The Totonacs of Vera Cruz have a long history of vanilla cultivation that continues to remain a great source of pride for their people: “local farmers in Papantla who trace their ancestry back to those pre-Columbian civilizations take pride in stating, ‘We know vanilla. Vanilla is in our blood’” (Cameron, 15). Much of the reputation of Mexican vanilla being the gold standard for vanilla the world over is owed to the legacy of the Totonac people, so much so that: “in the mid- to late eighteenth century, the Totonac of the Papantla region of the state of Vera Cruz were the first and only vanilla exporters for nearly 100 years, in part because of the exceptional quality of the vanilla that was produced” (Hernández-Hernández, 3). The Totonacs have a deep and spiritual relationship with the land, and particularly with vanilla, which they consider a gift from the gods and features heavily in several of the mythologies of the Totonac people:
Various legends are told by the Totonac people concerning the sacred origins of vanilla…in one version of the myth, a goddess princess named Xanath daughter of the goddess of fertility, fell in love with a mortal man. Because they could not be married and she could not walk among men as a deity, she transformed herself into a Vanilla vine to remain on Earth. Each year she flowers and produces fragrant fruits to bring happiness to the people and to remind them of a sacred love (Cameron, 14).

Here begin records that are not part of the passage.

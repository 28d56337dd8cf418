//! Article-region isolation and cleaning.
//!
//! The canonical content boundary is the page's first `<article>`
//! element. Inside it, whole element classes are noise on the supported
//! site: `div` (ad and photo containers), `a` (related-story links),
//! `center`, and `script` are removed with their entire subtrees.
//! What survives is serialized back to fragment markup and scrubbed of
//! plain-text boilerplate the structural pass cannot reach.

use once_cell::sync::Lazy;
use regex::Regex;
use scraper::{ElementRef, Html, Selector};
use tracing::{debug, instrument};

use crate::config::ScrapeConfig;
use crate::error::ConfigError;
use crate::models::CleanedContent;

static ARTICLE: Lazy<Selector> = Lazy::new(|| Selector::parse("article").unwrap());

/// HTML comments, including multi-line ones and `<!--img1-->` style
/// image-placeholder markers.
static COMMENT: Lazy<Regex> = Lazy::new(|| Regex::new(r"(?s)<!--.*?-->").unwrap());

/// Isolates and cleans the `<article>` region of a page.
///
/// Construction compiles the configured cleanup patterns once; a single
/// extractor is reused across every page of a run.
pub struct ContentExtractor {
    strip_tags: Vec<String>,
    /// See-also lead-in through the next line break, e.g.
    /// `Baca Juga: some headline<br/>`.
    see_also_line: Regex,
    /// A bold see-also label left dangling once its line is gone.
    see_also_label: Regex,
}

impl ContentExtractor {
    /// Build an extractor from the configured heuristics.
    pub fn new(config: &ScrapeConfig) -> Result<Self, ConfigError> {
        let phrase = regex::escape(config.see_also_phrase.trim());
        let see_also_line = Regex::new(&format!(r"(?i){phrase}.*?<br\s*/?>"))?;
        let see_also_label = Regex::new(&format!(r"(?i)<strong>\s*{phrase}\s*</strong>"))?;
        Ok(Self {
            strip_tags: config
                .strip_tags
                .iter()
                .map(|tag| tag.to_ascii_lowercase())
                .collect(),
            see_also_line,
            see_also_label,
        })
    }

    /// Extract the cleaned article content from a full page.
    ///
    /// Never fails: malformed markup parses permissively, and a page with
    /// no `<article>` element yields the
    /// [`NO_ARTICLE_SENTINEL`](crate::models::NO_ARTICLE_SENTINEL) marker.
    #[instrument(level = "debug", skip_all)]
    pub fn extract(&self, html: &str) -> CleanedContent {
        let mut document = Html::parse_document(html);

        let Some(article_id) = document.select(&ARTICLE).next().map(|el| el.id()) else {
            debug!("Page has no <article> element");
            return CleanedContent::no_article();
        };

        // Snapshot matching descendants before touching the tree, then
        // detach in reverse document order: children come off before
        // their ancestors and no detached node is ever dereferenced.
        let doomed: Vec<_> = document
            .tree
            .get(article_id)
            .map(|article| {
                article
                    .descendants()
                    .skip(1)
                    .filter(|node| {
                        node.value()
                            .as_element()
                            .is_some_and(|el| self.is_stripped(el.name()))
                    })
                    .map(|node| node.id())
                    .collect()
            })
            .unwrap_or_default();

        let removed = doomed.len();
        for id in doomed.into_iter().rev() {
            if let Some(mut node) = document.tree.get_mut(id) {
                node.detach();
            }
        }

        let inner = document
            .tree
            .get(article_id)
            .and_then(ElementRef::wrap)
            .map(|article| article.inner_html())
            .unwrap_or_default();

        let cleaned = self.scrub(&inner);
        debug!(
            removed_elements = removed,
            bytes = cleaned.len(),
            "Cleaned article content"
        );
        CleanedContent::new(cleaned)
    }

    fn is_stripped(&self, tag: &str) -> bool {
        self.strip_tags.iter().any(|t| t.eq_ignore_ascii_case(tag))
    }

    /// Textual cleanup passes, applied in a fixed order. Each pass is
    /// idempotent, so re-scrubbing already-clean markup is a no-op.
    pub fn scrub(&self, html: &str) -> String {
        let pass = self.see_also_line.replace_all(html, "");
        let pass = self.see_also_label.replace_all(&pass, "");
        COMMENT.replace_all(&pass, "").into_owned()
    }
}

This amorous and yet tragic legend accentuates one of vanilla’s medicinal usages as an aphrodisiac, “as the Vanilla vine was declared a sacred plant devoted to the cult of love and was raised as holy offering to the Totonac gods” (Cameron, 14).

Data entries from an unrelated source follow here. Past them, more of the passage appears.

//! # News Sitemap Importer
//!
//! An import pipeline that reads a news-sitemap feed, fetches every
//! referenced article page, cleans the article markup, and emits
//! normalized content records with categories and media-region images.
//!
//! ## Features
//!
//! - Parses the news-sitemap protocol extension (loc, publication date, title)
//! - Fetches article pages with a bounded per-request timeout
//! - Isolates the `<article>` region and strips ads, links, scripts, and
//!   "Baca Juga" see-also boilerplate
//! - Harvests image URL/caption pairs from `photo__img` media containers
//! - Emits one JSON record per article; duplicate titles are skipped
//!
//! ## Usage
//!
//! ```sh
//! news_sitemap_importer -s https://example.com/sitemap-news.xml -o ./records
//! ```
//!
//! ## Architecture
//!
//! The application follows a pipeline architecture:
//! 1. **Sitemap**: Parse the feed into article descriptors
//! 2. **Fetching**: Download each article page (sequential within a batch)
//! 3. **Extraction**: Clean the content region, collect media images
//! 4. **Handoff**: Create the record, tag its category, attach its images

use clap::Parser;
use std::error::Error;
use tracing::{debug, error, info, warn};
use tracing_subscriber::{EnvFilter, fmt as tfmt};

mod cli;
mod config;
mod error;
mod extract;
mod fetch;
mod models;
mod pipeline;
mod sitemap;
mod store;
mod utils;

use cli::Cli;
use config::{ScrapeConfig, load_config};
use extract::{ContentExtractor, ImageExtractor};
use fetch::{HttpFetcher, PageFetch};
use models::{ArticleDescriptor, ImportBatchResult};
use pipeline::ImportPipeline;
use store::{ContentStore, JsonDirStore, MemoryStore};
use utils::ensure_writable_dir;

#[tokio::main]
async fn main() -> Result<(), Box<dyn Error>> {
    // --- Tracing init ---
    let filter = EnvFilter::try_from_default_env().unwrap_or_else(|_| EnvFilter::new("info"));
    tfmt()
        .with_env_filter(filter)
        .with_target(true)
        .with_file(false)
        .with_line_number(false)
        .with_timer(tracing_subscriber::fmt::time::UtcTime::rfc_3339())
        .init();

    let start_time = std::time::Instant::now();
    info!("sitemap import starting up");

    // Parse CLI
    let args = Cli::parse();
    debug!(?args.sitemap_url, ?args.output_dir, ?args.batch_size, "Parsed CLI arguments");

    // --- Load scrape configuration ---
    let config = match &args.config {
        Some(path) => load_config(path)?,
        None => ScrapeConfig::default(),
    };

    // Early check: ensure the record output dir is writable
    if !args.dry_run {
        if let Err(e) = ensure_writable_dir(&args.output_dir).await {
            error!(
                path = %args.output_dir,
                error = %e,
                "Record output directory is not writable (fix perms or choose a different path)"
            );
            return Err(e);
        }
    }

    // --- Build collaborators ---
    let fetcher = HttpFetcher::new(config.request_timeout(), &config.user_agent)?;
    let content = ContentExtractor::new(&config)?;
    let images = ImageExtractor::new(&config)?;

    // ---- Fetch and parse the sitemap ----
    info!(url = %args.sitemap_url, "Fetching sitemap");
    let feed = fetcher.fetch(&args.sitemap_url).await;
    let Some(xml) = feed.body else {
        let kind = feed.error.expect("failed fetch carries its error kind");
        error!(url = %args.sitemap_url, error = %kind, "Could not fetch sitemap");
        return Err(format!("could not fetch sitemap {}: {kind}", args.sitemap_url).into());
    };

    let entries = sitemap::parse_sitemap(&xml)?;
    info!(count = entries.len(), "Sitemap entries discovered");

    // ---- Validate entries into descriptors ----
    let mut total = ImportBatchResult::default();
    let mut descriptors: Vec<ArticleDescriptor> = Vec::with_capacity(entries.len());
    for entry in entries {
        match entry.into_descriptor(args.status) {
            Ok(descriptor) => descriptors.push(descriptor),
            Err(e) => {
                warn!(error = %e, "Rejected sitemap entry");
                total.failed += 1;
                total.messages.push(e.to_string());
            }
        }
    }

    // ---- Drive the import in batches ----
    let batch_size = args.batch_size.max(1);
    if args.dry_run {
        info!("Dry run: records stay in memory");
        let pipeline = ImportPipeline::new(fetcher, MemoryStore::new(), content, images);
        run_batches(&pipeline, &descriptors, batch_size, &mut total).await;
    } else {
        let store = JsonDirStore::new(&args.output_dir);
        let pipeline = ImportPipeline::new(fetcher, store, content, images);
        run_batches(&pipeline, &descriptors, batch_size, &mut total).await;
    }

    for message in &total.messages {
        warn!("{message}");
    }

    let elapsed = start_time.elapsed();
    info!(
        succeeded = total.succeeded,
        failed = total.failed,
        notices = total.messages.len(),
        ?elapsed,
        "Import complete"
    );

    Ok(())
}

/// Feed the descriptor list to the pipeline in fixed-size batches,
/// reporting progress after each one.
async fn run_batches<F: PageFetch, S: ContentStore>(
    pipeline: &ImportPipeline<F, S>,
    descriptors: &[ArticleDescriptor],
    batch_size: usize,
    total: &mut ImportBatchResult,
) {
    let article_count = descriptors.len();
    let mut processed = 0usize;
    for batch in descriptors.chunks(batch_size) {
        let result = pipeline.import_batch(batch).await;
        processed += batch.len();
        info!(
            processed,
            total = article_count,
            succeeded = result.succeeded,
            failed = result.failed,
            "Processed batch"
        );
        total.merge(result);
    }
}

In Diego Rivera’s mural of El Tajin, the Totonac are depicted paying a tribute of vanilla to the Aztecs, who likely would not have had access to the spice otherwise since it “could not be grown in the dry, high elevation areas of central Mexico near the Aztec capital” (Cameron, 13). This highlights the unfortunate fact that the history of vanilla has often times been brutal and violent. According to Bernadino de Sahagun, a Franciscan missionary from Spain, the Aztecs came to call vanilla tlixochitl (Root, 550). The Aztecs used vanilla in their recipe for xocolatl, an energizing chocolate beverage said to combat fatigue, in which they also mixed “ground cacao seeds… ground corn and chilli peppers, and no trace of sugar” (Cameron, 13). It is through the bloody exchange between the Aztecs and Hernán Cortés, known as the Battle for Tenochtitlan in 1521, that vanilla is usurped as a spoil of war and introduced to Spain and then the rest of Europe (Cameron, 16). However, Europeans understood very little about the spice, and even less about the secret to making vanilla bear fruit.